Musing on scales

Some things never change, and it can be a small comfort (of sorts).

I have fairly recently decided that after having not played the trumpet any more frequently than about 10 minutes once every two years over the past six years or so, that I would like to take it up again. It’s been a long time, and it was something that I really enjoyed as a teenager.So much so that I was on the brink of deciding to pursue music as a career (I’m ultimately glad I didn’t, for a myriad of reasons).

I went so far as to essentially bribe Fella into bringing back a horn from home for me (a great deal of bartering took place, let me tell you). Well, he’s been back going on two weeks already, and I’ve played it a few times. Just sort of fiddling around and getting used to the fact that this is something that is an accessible outlet for me (not that I don’t have enough outlets for creativity — quite the contrary, actually. I likely am one of those people with too many).
I did much to ensure that the correct method books were also brought back (Arban’s Complete Conservatory for Trumpet, H.L. Clarke Technical Studies for the Coronet, Excerpts from the Arban-Clarke Method for Coronet and Trumpet, to name a few), as well, and yet hadn’t cracked them, except to flip through quickly to see what pages and exercises had been marked off by my instructor years ago (we’re talking probably close to a decade, here).

And so he sat (yes, he. His name is Fabio). Sitting out in plain view, just hanging around. I would look over guiltily and decide that it was the wrong time of day. Or that it would be too noisy even with a mute and I didn’t want to disturb the neighbours.

My living situation is this: I live on the top floor of by building. At the end. I have one next door neighbour (we share a bedroom and hallway wall), and to my other side is the stairwell.
Come on, Briana. Get it together. Nobody is going to care what kind of terrible sounds will come out of an instrument at 10:30am on a Wednesday. Really. Really really.

This brings us to today. Actually, to about thirty minutes ago. I decided to take my balls out of my purse and start this journey of re-honing my skills as a musician. So, I decided to start with the less-terrifying-at-first-glance book (H.L. Clarke previously linked). I encounter quick (quarter note = 168 bpm) chromatic eighth-note scales.

I went so far as to find an online metronome because my timing is way off after having taken such a long hiatus from playing regularly and seriously.
I fiddle with it for a while and conclude that I don’t even remember how to break down my counting. I eventually figure it out and realise that there is no way that I will be able to play that quickly. Maybe with just a concert Bb scale, but certainly not lower register (strike one — I suck at the lower stuff. Always have), and definitely not as chromatics (strike two — hello wobbly notes, poor air support, unknown fingerings). Fuck this noise. I got frustrated and knew it was time to move on to something more at my skill level and temperament level.

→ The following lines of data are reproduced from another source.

use serde::Deserialize;

use crate::occupancy::{AlertPolicy, MAX_WINDOW_DAYS};

pub const DEFAULT_SPREADSHEET_NAME: &str = "Predicciones Hospitalarias";
pub const ACTUAL_SHEET: &str = "hospital_data";
pub const PREDICTED_SHEET: &str = "predicciones";
pub const LOG_SHEET: &str = "alertas_log";
pub const LOG_HEADER: [&str; 6] = [
    "timestamp",
    "tipo",
    "hospital",
    "fecha",
    "ocupacion_%",
    "estado_envio",
];

/// `(file in the drive folder, sheet it is published to)`.
pub const INGEST_SOURCES: [(&str, &str); 2] = [
    ("hospital_data.csv", ACTUAL_SHEET),
    ("predicciones.csv", PREDICTED_SHEET),
];

const DEFAULT_TOKEN_URI: &str = "https://oauth2.googleapis.com/token";

#[derive(Debug, thiserror::Error)]
pub enum ConfigError {
    #[error("{0} must be set")]
    Missing(&'static str),
    #[error("{var} is invalid: {reason}")]
    Invalid { var: &'static str, reason: String },
    #[error("GOOGLE_SHEETS_CREDENTIALS is not a service account key: {0}")]
    Credentials(String),
}

/// Google service account key, as downloaded from the cloud console.
#[derive(Clone, Deserialize)]
pub struct ServiceAccountKey {
    #[serde(rename = "type")]
    pub key_type: String,
    pub client_email: String,
    pub private_key: String,
    #[serde(default)]
    pub project_id: Option<String>,
    #[serde(default = "default_token_uri")]
    pub token_uri: String,
}

fn default_token_uri() -> String {
    DEFAULT_TOKEN_URI.to_string()
}

impl std::fmt::Debug for ServiceAccountKey {
    fn fmt(&self, f: &mut std::fmt::Formatter<'_>) -> std::fmt::Result {
        f.debug_struct("ServiceAccountKey")
            .field("client_email", &self.client_email)
            .field("project_id", &self.project_id)
            .field("token_uri", &self.token_uri)
            .finish_non_exhaustive()
    }
}

impl ServiceAccountKey {
    pub fn parse(raw: &str) -> Result<Self, ConfigError> {
        let key: ServiceAccountKey = serde_json::from_str(raw.trim())
            .map_err(|err| ConfigError::Credentials(err.to_string()))?;

        if key.key_type != "service_account" {
            return Err(ConfigError::Credentials(format!(
                "expected type \"service_account\", found \"{}\"",
                key.key_type
            )));
        }
        if key.client_email.trim().is_empty() {
            return Err(ConfigError::Credentials("client_email is empty".to_string()));
        }
        if !key.private_key.contains("-----BEGIN") || !key.private_key.contains("PRIVATE KEY-----")
        {
            return Err(ConfigError::Credentials(
                "private_key is not a PEM encoded key".to_string(),
            ));
        }
        if !key.token_uri.starts_with("https://") {
            return Err(ConfigError::Credentials(format!(
                "token_uri must be https, found \"{}\"",
                key.token_uri
            )));
        }
        Ok(key)
    }
}

#[derive(Clone)]
pub struct TelegramConfig {
    pub bot_token: String,
    pub chat_id: String,
}

impl std::fmt::Debug for TelegramConfig {
    fn fmt(&self, f: &mut std::fmt::Formatter<'_>) -> std::fmt::Result {
        f.debug_struct("TelegramConfig")
            .field("chat_id", &self.chat_id)
            .finish_non_exhaustive()
    }
}

#[derive(Debug, Clone)]
pub struct IngestConfig {
    pub credentials: ServiceAccountKey,
    pub spreadsheet_name: String,
    pub folder_id: String,
}

#[derive(Debug, Clone)]
pub struct EvaluateConfig {
    pub credentials: ServiceAccountKey,
    pub spreadsheet_name: String,
    pub telegram: TelegramConfig,
    pub policy: AlertPolicy,
}

impl IngestConfig {
    pub fn from_env() -> Result<Self, ConfigError> {
        Self::from_lookup(|var| std::env::var(var).ok())
    }

    pub fn from_lookup<F>(lookup: F) -> Result<Self, ConfigError>
    where
        F: Fn(&str) -> Option<String>,
    {
        Ok(Self {
            folder_id: required(&lookup, "DRIVE_FOLDER_ID")?,
            credentials: credentials(&lookup)?,
            spreadsheet_name: spreadsheet_name(&lookup),
        })
    }
}

impl EvaluateConfig {
    pub fn from_env() -> Result<Self, ConfigError> {
        Self::from_lookup(|var| std::env::var(var).ok())
    }

    pub fn from_lookup<F>(lookup: F) -> Result<Self, ConfigError>
    where
        F: Fn(&str) -> Option<String>,
    {
        let telegram = TelegramConfig {
            bot_token: required(&lookup, "TELEGRAM_BOT_TOKEN")?,
            chat_id: required(&lookup, "TELEGRAM_CHAT_ID")?,
        };
        let credentials = credentials(&lookup)?;

        let defaults = AlertPolicy::default();
        let policy = AlertPolicy {
            window_days: optional(&lookup, "ALERT_WINDOW_DAYS", defaults.window_days)?,
            actual_threshold: optional(&lookup, "ACTUAL_THRESHOLD_PCT", defaults.actual_threshold)?,
            predicted_threshold: optional(
                &lookup,
                "PREDICTED_THRESHOLD_PCT",
                defaults.predicted_threshold,
            )?,
        };
        if !(1..=MAX_WINDOW_DAYS).contains(&policy.window_days) {
            return Err(ConfigError::Invalid {
                var: "ALERT_WINDOW_DAYS",
                reason: format!("must be between 1 and {MAX_WINDOW_DAYS}"),
            });
        }
        for (var, threshold) in [
            ("ACTUAL_THRESHOLD_PCT", policy.actual_threshold),
            ("PREDICTED_THRESHOLD_PCT", policy.predicted_threshold),
        ] {
            if !(threshold > 0.0 && threshold.is_finite()) {
                return Err(ConfigError::Invalid {
                    var,
                    reason: "must be a positive percentage".to_string(),
                });
            }
        }

        Ok(Self {
            credentials,
            spreadsheet_name: spreadsheet_name(&lookup),
            telegram,
            policy,
        })
    }
}

fn required<F>(lookup: &F, var: &'static str) -> Result<String, ConfigError>
where
    F: Fn(&str) -> Option<String>,
{
    lookup(var)
        .filter(|value| !value.trim().is_empty())
        .ok_or(ConfigError::Missing(var))
}

fn optional<F, T>(lookup: &F, var: &'static str, default: T) -> Result<T, ConfigError>
where
    F: Fn(&str) -> Option<String>,
    T: std::str::FromStr,
    T::Err: std::fmt::Display,
{
    match lookup(var).filter(|value| !value.trim().is_empty()) {
        None => Ok(default),
        Some(value) => value.trim().parse().map_err(|err: T::Err| ConfigError::Invalid {
            var,
            reason: err.to_string(),
        }),
    }
}

fn credentials<F>(lookup: &F) -> Result<ServiceAccountKey, ConfigError>
where
    F: Fn(&str) -> Option<String>,
{
    ServiceAccountKey::parse(&required(lookup, "GOOGLE_SHEETS_CREDENTIALS")?)
}

fn spreadsheet_name<F>(lookup: &F) -> String
where
    F: Fn(&str) -> Option<String>,
{
    lookup("SPREADSHEET_NAME")
        .filter(|value| !value.trim().is_empty())
        .unwrap_or_else(|| DEFAULT_SPREADSHEET_NAME.to_string())
}
use chrono::{DateTime, NaiveDate, NaiveDateTime, Utc};

/// A sheet or CSV extract: a header row plus data rows of formatted cell text.
#[derive(Debug, Clone, Default, PartialEq)]
pub struct Table {
    pub columns: Vec<String>,
    pub rows: Vec<Vec<String>>,
}

impl Table {
    pub fn new(columns: Vec<String>, rows: Vec<Vec<String>>) -> Self {
        Self { columns, rows }
    }

    pub fn len(&self) -> usize {
        self.rows.len()
    }

    pub fn is_empty(&self) -> bool {
        self.rows.is_empty()
    }

    pub fn column_index(&self, name: &str) -> Option<usize> {
        self.columns.iter().position(|column| column == name)
    }

    /// Rows keyed by header. Short rows read as empty cells.
    pub fn records(&self) -> impl Iterator<Item = Record<'_>> {
        self.rows.iter().map(move |cells| Record {
            table: self,
            cells: cells.as_slice(),
        })
    }
}

#[derive(Debug, Clone, Copy)]
pub struct Record<'a> {
    table: &'a Table,
    cells: &'a [String],
}

impl<'a> Record<'a> {
    pub fn get(&self, column: &str) -> Option<&'a str> {
        let index = self.table.column_index(column)?;
        Some(self.cells.get(index).map(String::as_str).unwrap_or(""))
    }

    /// `(column, value)` pairs in header order.
    pub fn fields(&self) -> impl Iterator<Item = (&'a str, &'a str)> + 'a {
        let cells = self.cells;
        let table = self.table;
        table
            .columns
            .iter()
            .enumerate()
            .map(move |(index, column)| {
                (
                    column.as_str(),
                    cells.get(index).map(String::as_str).unwrap_or(""),
                )
            })
    }
}

#[derive(Debug, Clone, PartialEq)]
pub struct ActualRecord {
    pub hospital: String,
    pub recorded_at: NaiveDateTime,
    pub occupied_ward: f64,
    pub occupied_icu: f64,
    pub enabled_ward: f64,
    pub enabled_icu: f64,
}

#[derive(Debug, Clone, PartialEq)]
pub struct PredictedRecord {
    pub hospital: String,
    pub recorded_at: NaiveDateTime,
    pub predicted_total: f64,
    pub enabled_ward: f64,
    pub enabled_icu: f64,
}

#[derive(Debug, Clone, Copy, PartialEq, Eq)]
pub enum AlertKind {
    Actual,
    Predicted,
}

impl AlertKind {
    pub fn prefix(self) -> &'static str {
        match self {
            AlertKind::Actual => "actual",
            AlertKind::Predicted => "predicted",
        }
    }
}

/// A row that crossed its dataset's threshold, before delivery.
#[derive(Debug, Clone, PartialEq)]
pub struct Breach {
    pub kind: AlertKind,
    pub hospital: String,
    pub date: NaiveDate,
    pub ratio: f64,
    pub threshold: f64,
}

impl Breach {
    /// `actual-85`, `predicted-95`.
    pub fn label(&self) -> String {
        format!("{}-{}", self.kind.prefix(), self.threshold)
    }
}

#[derive(Debug, Clone, Copy, PartialEq, Eq)]
pub enum DeliveryOutcome {
    Sent,
    Failed,
}

impl DeliveryOutcome {
    pub fn from_delivered(delivered: bool) -> Self {
        if delivered {
            DeliveryOutcome::Sent
        } else {
            DeliveryOutcome::Failed
        }
    }

    pub fn as_str(self) -> &'static str {
        match self {
            DeliveryOutcome::Sent => "sent",
            DeliveryOutcome::Failed => "failed",
        }
    }
}

#[derive(Debug, Clone, PartialEq)]
pub struct AlertEvent {
    pub timestamp: DateTime<Utc>,
    pub kind: String,
    pub hospital: String,
    pub date: NaiveDate,
    pub ratio: f64,
    pub outcome: DeliveryOutcome,
}

impl AlertEvent {
    pub fn to_row(&self) -> Vec<String> {
        vec![
            self.timestamp.format("%Y-%m-%d %H:%M:%S").to_string(),
            self.kind.clone(),
            self.hospital.clone(),
            self.date.format("%Y-%m-%d").to_string(),
            format!("{:.2}", self.ratio),
            self.outcome.as_str().to_string(),
        ]
    }
}

#[derive(Debug, Clone, Default, PartialEq, Eq)]
pub struct DatasetSummary {
    pub rows: usize,
    pub invalid_date: usize,
    pub outside_window: usize,
    pub malformed: usize,
    pub zero_capacity: usize,
    pub breaches: usize,
}

impl DatasetSummary {
    pub fn dropped(&self) -> usize {
        self.invalid_date + self.malformed + self.zero_capacity
    }
}

#[derive(Debug, Clone, PartialEq)]
pub struct EvaluationReport {
    pub actual: DatasetSummary,
    pub predicted: DatasetSummary,
    pub events: Vec<AlertEvent>,
}

impl EvaluationReport {
    pub fn sent(&self) -> usize {
        self.events
            .iter()
            .filter(|event| event.outcome == DeliveryOutcome::Sent)
            .count()
    }

    pub fn failed(&self) -> usize {
        self.events.len() - self.sent()
    }
}

#[derive(Debug, Clone, PartialEq, Eq)]
pub struct PublishedSheet {
    pub file_name: String,
    pub sheet_name: String,
    pub rows: usize,
}

#[derive(Debug, Clone, Default, PartialEq, Eq)]
pub struct IngestReport {
    pub document: String,
    pub sheets: Vec<PublishedSheet>,
}
use chrono::{DateTime, Duration, NaiveDate, NaiveDateTime, Utc};

pub const DEFAULT_WINDOW_DAYS: i64 = 180;
/// Longest accepted trailing window, one century.
pub const MAX_WINDOW_DAYS: i64 = 36_500;
pub const DEFAULT_ACTUAL_THRESHOLD: f64 = 85.0;
pub const DEFAULT_PREDICTED_THRESHOLD: f64 = 95.0;

/// Reported occupancy for actual records never exceeds capacity.
pub const MAX_ACTUAL_RATIO: f64 = 100.0;

pub const HOSPITAL_INDICATOR_PREFIX: &str = "hospital_";
pub const UNKNOWN_HOSPITAL: &str = "unknown";

const DATETIME_FORMATS: [&str; 3] = [
    "%Y-%m-%d %H:%M:%S%.f",
    "%Y-%m-%dT%H:%M:%S%.f",
    "%Y/%m/%d %H:%M:%S",
];
const DATE_FORMATS: [&str; 2] = ["%Y-%m-%d", "%Y/%m/%d"];

#[derive(Debug, Clone, PartialEq)]
pub struct AlertPolicy {
    pub window_days: i64,
    pub actual_threshold: f64,
    pub predicted_threshold: f64,
}

impl Default for AlertPolicy {
    fn default() -> Self {
        Self {
            window_days: DEFAULT_WINDOW_DAYS,
            actual_threshold: DEFAULT_ACTUAL_THRESHOLD,
            predicted_threshold: DEFAULT_PREDICTED_THRESHOLD,
        }
    }
}

impl AlertPolicy {
    /// Oldest timestamp still eligible for alerting. The window is clamped to
    /// `1..=MAX_WINDOW_DAYS`, so the subtraction cannot overflow.
    pub fn cutoff(&self, now: DateTime<Utc>) -> NaiveDateTime {
        now.naive_utc() - Duration::days(self.window_days.clamp(1, MAX_WINDOW_DAYS))
    }
}

/// Rounds to two decimals, halves to even.
pub fn round2(value: f64) -> f64 {
    (value * 100.0).round_ties_even() / 100.0
}

/// Percentage of `enabled` beds that are `occupied`, rounded to two decimals.
///
/// Returns `None` when capacity is not positive or either input is not finite, so
/// a zero-bed row can never produce an infinite ratio that trips a threshold.
pub fn occupancy_ratio(occupied: f64, enabled: f64) -> Option<f64> {
    if !occupied.is_finite() || !enabled.is_finite() || enabled <= 0.0 {
        return None;
    }
    Some(round2(occupied / enabled * 100.0))
}

pub fn actual_ratio(occupied: f64, enabled: f64) -> Option<f64> {
    occupancy_ratio(occupied, enabled).map(|ratio| ratio.min(MAX_ACTUAL_RATIO))
}

/// Resolves a one-hot hospital encoding to a single name.
///
/// Scans `(column, value)` pairs in the order given and returns the suffix of the
/// first `hospital_*` column whose value is 1. Falls back to [`UNKNOWN_HOSPITAL`].
pub fn hospital_from_indicators<'a, I>(fields: I) -> String
where
    I: IntoIterator<Item = (&'a str, &'a str)>,
{
    fields
        .into_iter()
        .filter_map(|(column, value)| {
            column
                .strip_prefix(HOSPITAL_INDICATOR_PREFIX)
                .map(|name| (name, value))
        })
        .find(|(_, value)| is_set(value))
        .map(|(name, _)| name.to_string())
        .unwrap_or_else(|| UNKNOWN_HOSPITAL.to_string())
}

/// Whether an indicator cell holds 1 (`1`, `1.0`, `TRUE`).
pub fn is_set(value: &str) -> bool {
    let value = value.trim();
    if value.eq_ignore_ascii_case("true") {
        return true;
    }
    parse_number(value) == Some(1.0)
}

pub fn parse_number(value: &str) -> Option<f64> {
    value
        .trim()
        .parse::<f64>()
        .ok()
        .filter(|number| number.is_finite())
}

/// Parses a record date. Date-only values resolve to midnight.
pub fn parse_date(value: &str) -> Option<NaiveDateTime> {
    let value = value.trim();
    if value.is_empty() {
        return None;
    }

    if let Ok(parsed) = DateTime::parse_from_rfc3339(value) {
        return Some(parsed.naive_utc());
    }

    for format in DATETIME_FORMATS {
        if let Ok(parsed) = NaiveDateTime::parse_from_str(value, format) {
            return Some(parsed);
        }
    }

    DATE_FORMATS
        .iter()
        .find_map(|format| NaiveDate::parse_from_str(value, format).ok())
        .and_then(|date| date.and_hms_opt(0, 0, 0))
}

So, then I cracked open my Arban and started with study one.
And so I played. For the better part of an hour (we’re looking at probably around the forty-five minute mark), which is a lot after not having done any playing in years. I did the first five studies. They were mostly whole- and half-note studies. Nice an easy. Concert key, no big deal. I enjoyed it as much as is probably possible (it wasn’t a lot, but better than what I had been trying to tackle).

I have come to realise that there are some things that never change:
I have never in my life enjoyed chromatic scales. I also don’t really enjoy whole-note scales, if I’m being completely honest (and why the hell shouldn’t I be?); when put together (as I was doing when I realised that I could possibly play the timing suggested on the chromatics, I can be pretty irritable.
I know that one day, I’ll end up playing those chromatic scales at the pace recommended (it’s part of my ‘work toward’ goals that I have and one of the reasons for getting back in), but that day doesn’t need to be today. Or tomorrow. Its time will come.

It’s neat to see that my opinion on scales hasn’t changed in what is rapidly approaching a decade and a half. Unlike my technique, which has changed, but I’ll save talking about that for another day.

b trumpet

For being so elated to have gotten it, I don’t know why it’s taken me so long to seriously play the damn thing.